• [EXERCISE GOAL]: Search the listing below for the word "PlayMode" and copy each line that holds it.
*** PROVIDED RECORDS ***
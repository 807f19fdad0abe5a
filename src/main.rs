use anyhow::Result;
use clap::Parser;
use snake_tui::audio::Audio;
use snake_tui::game::GameConfig;
use snake_tui::modes::PlayMode;

#[derive(Parser)]
#[command(name = "snake-tui")]
#[command(version, about = "Terminal arcade Snake: eat flowers, grow, don't hit anything")]
struct Cli {
    /// Disable sound effects
    #[arg(long)]
    mute: bool,
}

#[tokio::main]
async fn main() -> Result<()> {
    let cli = Cli::parse();

    // The board is the classic 40x25 grid of 16-pixel cells
    let config = GameConfig::default();

    let audio = if cli.mute {
        Audio::muted()
    } else {
        Audio::new()
    };

    let mut mode = PlayMode::new(config, audio);
    mode.run().await
}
*** End of PROVIDED RECORDS ***
• [REPLY]:
use snake_tui::modes::PlayMode;
    let mut mode = PlayMode::new(config, audio);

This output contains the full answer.